African governments should not tolerate or legally permit child marriage, denial of education, or other human rights abuses against girls, Human Rights Watch said today on the African Union’s Day of the African Child. The 2022 theme is “Eliminating Harmful Practices Affecting Children.” African governments should adopt stronger measures to protect girls from practices that violate their rights.
Harmful practices are often rooted in discriminatory traditional, economic, religious, and legal conditions, and harmful societal views on the role of girls and women. They include child marriage, which continues to be very prevalent across sub-Saharan Africa. Eighteen of the 20 countries with the world’s highest child marriage rates are in sub-Saharan Africa. Most have very high rates of teenage pregnancy and high percentages of girls out of secondary school.
“Many girls drop out of school because they are forced to marry and have children at a crucial time for their education and future,” said Rita Nketiah, women’s rights researcher at Human Rights Watch. “Child marriage blocks girls from making their own life choices, disrupts or ends their education, subjects them to violence and discrimination, and denies their full participation in economic, political, and social life.”
Child marriages and teenage pregnancy rates reportedly increased across most regions in sub-Saharan African during the Covid-19 pandemic. Estimates from UNICEF and nongovernmental organizations point to a continued increase due to girls dropping out of school, and families losing income and feeling further financial hardship.

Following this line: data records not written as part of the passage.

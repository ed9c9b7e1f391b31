// PimDm: Dense-Mode Multicast Routing Simulation
// Copyright (C) 2021  Tibor Schneider
//
// This program is free software; you can redistribute it and/or modify
// it under the terms of the GNU General Public License as published by
// the Free Software Foundation; either version 2 of the License, or
// (at your option) any later version.
//
// This program is distributed in the hope that it will be useful,
// but WITHOUT ANY WARRANTY; without even the implied warranty of
// MERCHANTABILITY or FITNESS FOR A PARTICULAR PURPOSE.  See the
// GNU General Public License for more details.
//
// You should have received a copy of the GNU General Public License along
// with this program; if not, write to the Free Software Foundation, Inc.,
// 51 Franklin Street, Fifth Floor, Boston, MA 02110-1301 USA.

//! Module containing all error types

use crate::netsim::packet::PacketError;
use crate::netsim::{NetworkError, PimError};
use thiserror::Error;

/// Main error type
#[derive(Debug, Error)]
pub enum Error {
    /// Error propagated from `netsim`
    #[error("Network Error: {0}")]
    NetworkError(#[from] NetworkError),
}

impl From<PimError> for Error {
    fn from(cause: PimError) -> Self {
        Self::NetworkError(NetworkError::PimError(cause))
    }
}

impl From<PacketError> for Error {
    fn from(cause: PacketError) -> Self {
        Self::NetworkError(NetworkError::PacketError(cause))
    }
}
// PimDm: Dense-Mode Multicast Routing Simulation
// Copyright (C) 2021  Tibor Schneider
//
// This program is free software; you can redistribute it and/or modify
// it under the terms of the GNU General Public License as published by
// the Free Software Foundation; either version 2 of the License, or
// (at your option) any later version.
//
// This program is distributed in the hope that it will be useful,
// but WITHOUT ANY WARRANTY; without even the implied warranty of
// MERCHANTABILITY or FITNESS FOR A PARTICULAR PURPOSE.  See the
// GNU General Public License for more details.
//
// You should have received a copy of the GNU General Public License along
// with this program; if not, write to the Free Software Foundation, Inc.,
// 51 Franklin Street, Fifth Floor, Boston, MA 02110-1301 USA.

//! Module defining a router running PIM dense mode.
//!
//! The router owns its forwarding cache and its [`Node`] context. It never talks to the network
//! directly: every event is handled to completion, and all side effects (packets to send, timers to
//! arm or cancel) are appended to an [`ActionQueue`], which the caller carries out.

use crate::netsim::assert::AssertSourceTable;
use crate::netsim::cache::{EntryState, ForwardingCache, ForwardingEntry};
use crate::netsim::config::{holdtime_to_duration, InterfaceConfig, PimDmConfig};
use crate::netsim::event::{
    Action, ActionQueue, DataPacket, Event, MembershipChange, TimerKey,
};
use crate::netsim::neighbor::{LocalMembership, NeighborTable, NeighborUpdate};
use crate::netsim::node::{Interface, Node};
use crate::netsim::packet::{Hello, PimMessage};
use crate::netsim::rib::{Route, RpfRoute, UnicastRib};
use crate::netsim::{
    Group, InterfaceId, PimError, Prefix, RouterId, SgPair, Time, Upstream, ALL_PIM_ROUTERS,
};
use log::*;
use std::net::Ipv4Addr;

/// PIM-DM Router
#[derive(Debug, Clone)]
pub struct PimDmRouter {
    /// Everything except the forwarding cache
    pub(crate) node: Node,
    /// Forwarding cache
    pub(crate) cache: ForwardingCache,
}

Inaction on child marriage by several African governments remains one of the biggest obstacles in the effort to protect girls’ rights, including the right to education. Many African governments have agreed to tackle and end harmful practices against girls and women, yet enforcement remains slow, Human Rights Watch said.
In Nigeria, which has very high rates of child marriage, Human Rights Watch found that the federal and state governments have not adequately enforced laws barring marriage before age 18. In Nigeria’s Kano state, an 11-year-old girl dropped out of lower secondary school after her mother died and her family had her marry so someone would take care of her.

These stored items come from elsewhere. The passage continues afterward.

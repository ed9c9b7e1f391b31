// PimDm: Dense-Mode Multicast Routing Simulation
// Copyright (C) 2021  Tibor Schneider
//
// This program is free software; you can redistribute it and/or modify
// it under the terms of the GNU General Public License as published by
// the Free Software Foundation; either version 2 of the License, or
// (at your option) any later version.
//
// This program is distributed in the hope that it will be useful,
// but WITHOUT ANY WARRANTY; without even the implied warranty of
// MERCHANTABILITY or FITNESS FOR A PARTICULAR PURPOSE.  See the
// GNU General Public License for more details.
//
// You should have received a copy of the GNU General Public License along
// with this program; if not, write to the Free Software Foundation, Inc.,
// 51 Franklin Street, Fifth Floor, Boston, MA 02110-1301 USA.

//! Module containing all type definitions

use crate::netsim::packet::PacketError;
use petgraph::prelude::*;
use petgraph::stable_graph::StableGraph;
use std::fmt;
use std::net::Ipv4Addr;
use std::time::Duration;
use thiserror::Error;

type IndexType = u32;
/// Router Identification (and index into the topology graph)
pub type RouterId = NodeIndex<IndexType>;
/// LAN segment Identification (and index into the topology graph)
pub type SegmentId = NodeIndex<IndexType>;
/// Link Weight for the topology graph
pub type LinkWeight = f32;
/// Topology graph. Routers and LAN segments are both nodes of the graph. An edge from a router to a
/// segment carries the interface cost, an edge from a segment to a router carries zero cost.
pub type Topology = StableGraph<(), LinkWeight, Directed, IndexType>;
/// Simulated time, measured from the start of the simulation.
pub type Time = Duration;

/// Address of a multicast source
pub type Source = Ipv4Addr;
/// Address of a multicast group
pub type Group = Ipv4Addr;

/// All-PIM-Routers link-local multicast address (224.0.0.13).
pub const ALL_PIM_ROUTERS: Ipv4Addr = Ipv4Addr::new(224, 0, 0, 13);

/// Interface of a router, local to that router.
#[derive(PartialEq, Eq, PartialOrd, Ord, Hash, Debug, Clone, Copy)]
pub struct InterfaceId(pub u32);

impl fmt::Display for InterfaceId {
    fn fmt(&self, f: &mut fmt::Formatter<'_>) -> fmt::Result {
        write!(f, "if{}", self.0)
    }
}

/// Identification of a multicast distribution tree, the `(S, G)` pair.
#[derive(PartialEq, Eq, PartialOrd, Ord, Hash, Debug, Clone, Copy)]
pub struct SgPair {
    /// Source address
    pub source: Source,
    /// Group address
    pub group: Group,
}

impl SgPair {
    /// Create a new `(S, G)` pair
    pub fn new(source: Source, group: Group) -> Self {
        Self { source, group }
    }
}

impl fmt::Display for SgPair {
    fn fmt(&self, f: &mut fmt::Formatter<'_>) -> fmt::Result {
        write!(f, "({}, {})", self.source, self.group)
    }
}

/// IPv4 prefix, used by the unicast RIB. The address is always stored with the host bits cleared.
#[derive(PartialEq, Eq, PartialOrd, Ord, Hash, Debug, Clone, Copy)]
pub struct Prefix {
    addr: Ipv4Addr,
    len: u8,
}

impl Prefix {
    /// Create a new prefix. The length is capped at 32, and host bits are cleared.
    pub fn new(addr: Ipv4Addr, len: u8) -> Self {
        let len = len.min(32);
        Self { addr: Ipv4Addr::from(u32::from(addr) & Self::mask(len)), len }
    }

    /// Prefix containing exactly one host
    pub fn host(addr: Ipv4Addr) -> Self {
        Self::new(addr, 32)
    }

    /// Network address of the prefix
    pub fn addr(&self) -> Ipv4Addr {
        self.addr
    }

    /// Length of the prefix
    #[allow(clippy::len_without_is_empty)]
    pub fn len(&self) -> u8 {
        self.len
    }

    /// Returns true if the prefix is the default route `0.0.0.0/0`.
    pub fn is_default(&self) -> bool {
        self.len == 0
    }

    /// Returns true if `addr` lies inside the prefix.
    pub fn contains(&self, addr: Ipv4Addr) -> bool {
        u32::from(addr) & Self::mask(self.len) == u32::from(self.addr)
    }

    fn mask(len: u8) -> u32 {
        if len == 0 {
            0
        } else {
            u32::MAX << (32 - u32::from(len))
        }
    }
}

impl fmt::Display for Prefix {
    fn fmt(&self, f: &mut fmt::Formatter<'_>) -> fmt::Result {
        write!(f, "{}/{}", self.addr, self.len)
    }
}

/// Upstream (RPF) neighbor of a forwarding cache entry.
#[derive(PartialEq, Eq, Hash, Debug, Clone, Copy)]
pub enum Upstream {
    /// The traffic is originated by this router itself (inbound on the CPU pseudo-interface).
    Me,
    /// The source is directly connected to the RPF interface.
    Connected,
    /// The RPF neighbor is a PIM router with the given address.
    Neighbor(Ipv4Addr),
    /// There is no unicast route back to the source. The entry only holds state.
    Unreachable,
}

impl Upstream {
    /// Address of the upstream neighbor, if it is a PIM router.
    pub fn neighbor(&self) -> Option<Ipv4Addr> {
        match self {
            Self::Neighbor(addr) => Some(*addr),
            _ => None,
        }
    }

    /// Returns true if the source is either this router or directly connected to it. Prunes are
    /// never sent towards such a source.
    pub fn is_local_source(&self) -> bool {
        matches!(self, Self::Me | Self::Connected)
    }

    /// Returns true if the upstream is reachable
    pub fn is_reachable(&self) -> bool {
        !matches!(self, Self::Unreachable)
    }
}

impl fmt::Display for Upstream {
    fn fmt(&self, f: &mut fmt::Formatter<'_>) -> fmt::Result {
        match self {
            Self::Me => write!(f, "ME"),
            Self::Connected => write!(f, "connected"),
            Self::Neighbor(addr) => write!(f, "{}", addr),
            Self::Unreachable => write!(f, "unreachable"),
        }
    }
}

/// Router Errors. All of them indicate a logic bug or a wrong use of the router, never an
/// environmental condition.
#[derive(Error, Debug, PartialEq)]
pub enum PimError {
    /// A forwarding cache entry for the pair already exists
    #[error("Forwarding cache entry for {0} does already exist")]
    DuplicateEntry(SgPair),
    /// A forwarding cache entry was assumed to exist, but it does not
    #[error("Forwarding cache entry for {0} does not exist")]
    MissingEntry(SgPair),
    /// The interface is not configured on the router
    #[error("Interface {0:?} is not configured")]
    UnknownInterface(InterfaceId),
    /// The interface is already configured on the router
    #[error("Interface {0:?} is already configured")]
    InterfaceAlreadyExists(InterfaceId),
}

/// Network Errors
#[derive(Error, Debug, PartialEq)]
pub enum NetworkError {
    /// Router Error which cannot be handled
    #[error("Router Error: {0}")]
    PimError(#[from] PimError),
    /// A control packet could not be decoded
    #[error("Packet Error: {0}")]
    PacketError(#[from] PacketError),
    /// Router is not present in the topology
    #[error("Router was not found in topology: {0:?}")]
    DeviceNotFound(RouterId),
    /// Router name is not present in the topology
    #[error("Router name was not found in topology: {0}")]
    DeviceNameNotFound(String),
    /// Segment is not present in the topology
    #[error("LAN segment was not found in topology: {0:?}")]
    SegmentNotFound(SegmentId),
    /// Interface is not present on the router
    #[error("Interface {1:?} was not found on router {0:?}")]
    InterfaceNotFound(RouterId, InterfaceId),
    /// Address is already used by another interface or host
    #[error("Address {0} is already in use")]
    AddressInUse(Ipv4Addr),
    /// No host or router owns this address
    #[error("Address {0} is not attached to the network")]
    UnknownAddress(Ipv4Addr),
    /// All routers in the network must agree on the assert optimization setting
    #[error("Router {0:?} disagrees with the network on assert optimization")]
    MixedAssertOptimization(RouterId),
    /// Too many events have been processed without the queue draining
    #[error("Network did not settle within {0} events")]
    NoConvergence(usize),
}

A woman protests against underage marriage, Lagos, Nigeria.
Now 14, she told Human Rights Watch that on her wedding day, she felt powerless: “I can’t actually remember [my wedding] because it wasn’t my decision. It was my family members’ decision. I don’t actually love him. They just got me married to him without my consent. There was a [traditional] marriage ceremony, but I wasn’t involved in it.”

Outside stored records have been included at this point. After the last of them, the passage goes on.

/// Data packet received by a host
#[derive(Debug, Clone, Copy, PartialEq, Eq)]
pub struct Delivery {
    /// Receiving host
    pub host: Ipv4Addr,
    /// The packet
    pub packet: DataPacket,
    /// Time of reception
    pub time: Time,
}

/// # Network struct
/// The struct contains all information about the underlying physical network (segments and
/// interfaces), manages all routers, and handles all events between them.
#[derive(Debug)]
pub struct Network {
    routers: HashMap<RouterId, PimDmRouter>,
    segments: HashMap<SegmentId, Segment>,
    addresses: HashMap<Ipv4Addr, Attachment>,
    net: Topology,
    queue: EventQueue,
    now: Time,
    link_delay: Duration,
    route_preference: u32,
    stop_after: Option<usize>,
    num_events: usize,
    next_seq: u64,
    deliveries: Vec<Delivery>,
}

impl Default for Network {
    fn default() -> Self {
        Self::new()
    }
}
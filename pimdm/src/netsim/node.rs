// PimDm: Dense-Mode Multicast Routing Simulation
// Copyright (C) 2021  Tibor Schneider
//
// This program is free software; you can redistribute it and/or modify
// it under the terms of the GNU General Public License as published by
// the Free Software Foundation; either version 2 of the License, or
// (at your option) any later version.
//
// This program is distributed in the hope that it will be useful,
// but WITHOUT ANY WARRANTY; without even the implied warranty of
// MERCHANTABILITY or FITNESS FOR A PARTICULAR PURPOSE.  See the
// GNU General Public License for more details.
//
// You should have received a copy of the GNU General Public License along
// with this program; if not, write to the Free Software Foundation, Inc.,
// 51 Franklin Street, Fifth Floor, Boston, MA 02110-1301 USA.

//! # Node Context
//!
//! Everything a router knows apart from its forwarding cache: interfaces and their neighbors,
//! the unicast RIB, local membership, the per-source assert table, the random source and the
//! current time. Keeping this separate from the cache lets the handlers borrow a cache entry
//! mutably while still calling the helpers below, which emit the control messages and timers.

use crate::netsim::assert::{AssertMetric, AssertSourceTable, INFINITE_METRIC, INFINITE_PREFERENCE};
use crate::netsim::cache::{EntryState, ForwardingEntry};
use crate::netsim::config::{InterfaceConfig, PimDmConfig};
use crate::netsim::downstream::{DownstreamInfo, DownstreamSet};
use crate::netsim::event::{Action, ActionQueue, TimerKey};
use crate::netsim::neighbor::{LocalMembership, NeighborTable};
use crate::netsim::packet::{Assert, JoinPrune, JoinPruneKind, PimMessage};
use crate::netsim::rib::UnicastRib;
use crate::netsim::{Group, InterfaceId, RouterId, SgPair, Source, Time, ALL_PIM_ROUTERS};

use log::*;
use rand::prelude::*;
use std::collections::BTreeMap;
use std::net::Ipv4Addr;
use std::time::Duration;

/// Interface of a router
#[derive(Debug, Clone, PartialEq)]
pub struct Interface {
    /// Configuration of the interface
    pub config: InterfaceConfig,
    /// PIM neighbors on the interface
    pub neighbors: NeighborTable,
}

/// Receiver of a Join/Prune message
#[derive(Debug, Clone, Copy, PartialEq, Eq)]
pub(crate) enum JoinPruneTarget {
    /// The upstream neighbor of the entry, on the upstream interface
    Upstream,
    /// An explicit neighbor on an interface
    Neighbor(InterfaceId, Ipv4Addr),
}

/// Router context without the forwarding cache
#[derive(Debug, Clone)]
pub struct Node {
    pub(crate) router_id: RouterId,
    pub(crate) name: String,
    pub(crate) config: PimDmConfig,
    pub(crate) interfaces: BTreeMap<InterfaceId, Interface>,
    pub(crate) rib: UnicastRib,
    pub(crate) membership: LocalMembership,
    pub(crate) assert_sources: AssertSourceTable,
    pub(crate) generation_id: u32,
    pub(crate) rng: StdRng,
    pub(crate) now: Time,
}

Over 30 African governments have adopted measures, many in recent years, that protect adolescent girls’ right to stay in school during pregnancy and motherhood. Despite meaningful progress, school officials in many countries that have legal protections, such as Kenya and Malawi, still ban these students from public schools. Some governments have not yet adopted explicit legal protections and additional financial or protection measures to ensure that these girls, including married students with children, have the support needed to stay in school.
Tanzania, which removed a discriminatory school ban against pregnant students or young mothers in November 2021, has not removed regulations that allow schools to expel students who have “entered into wedlock.” The government has also not outlawed child marriage, despite a 2016 High Court decision to amend the Marriage Act to raise the legal age of marriage to 18 for girls and boys.
The African Union should amplify the call by African human rights institutions and urge all of its member states to outlaw child marriage, Human Rights Watch said. It should encourage countries to adopt laws and school continuation policies that encourage girls to stay in school and to return to school after having a child, so that they can succeed academically.
Although many African governments have made important progress to reduce gender inequality in access to secondary education, many girls continue to face other barriers and restrictions that deny them their right to education. Human Rights Watch research in Nigeria, Tanzania, and Malawi, among other countries, found that tuition fees and indirect costs in secondary schools continue to be one of the biggest barriers, especially for girls from low-income families and those experiencing poverty.
Young mothers at secondary school in Kenya
Many girls are at heightened risk of child marriage when the schooling they receive is of poor quality, when their parents perceive a risk of sexual violence in school and on the way to school, and once they drop out of school. In many communities, these factors continue to accelerate parents’ choices to marry off their daughters when they are still children.
“All African governments should urgently amend their laws and policies to ensure that marriage laws require gender equality and bar discrimination,” Nketiah said. “They should also zealously work toward removing all financial and policy barriers to ensure that all girls can obtain free secondary education.”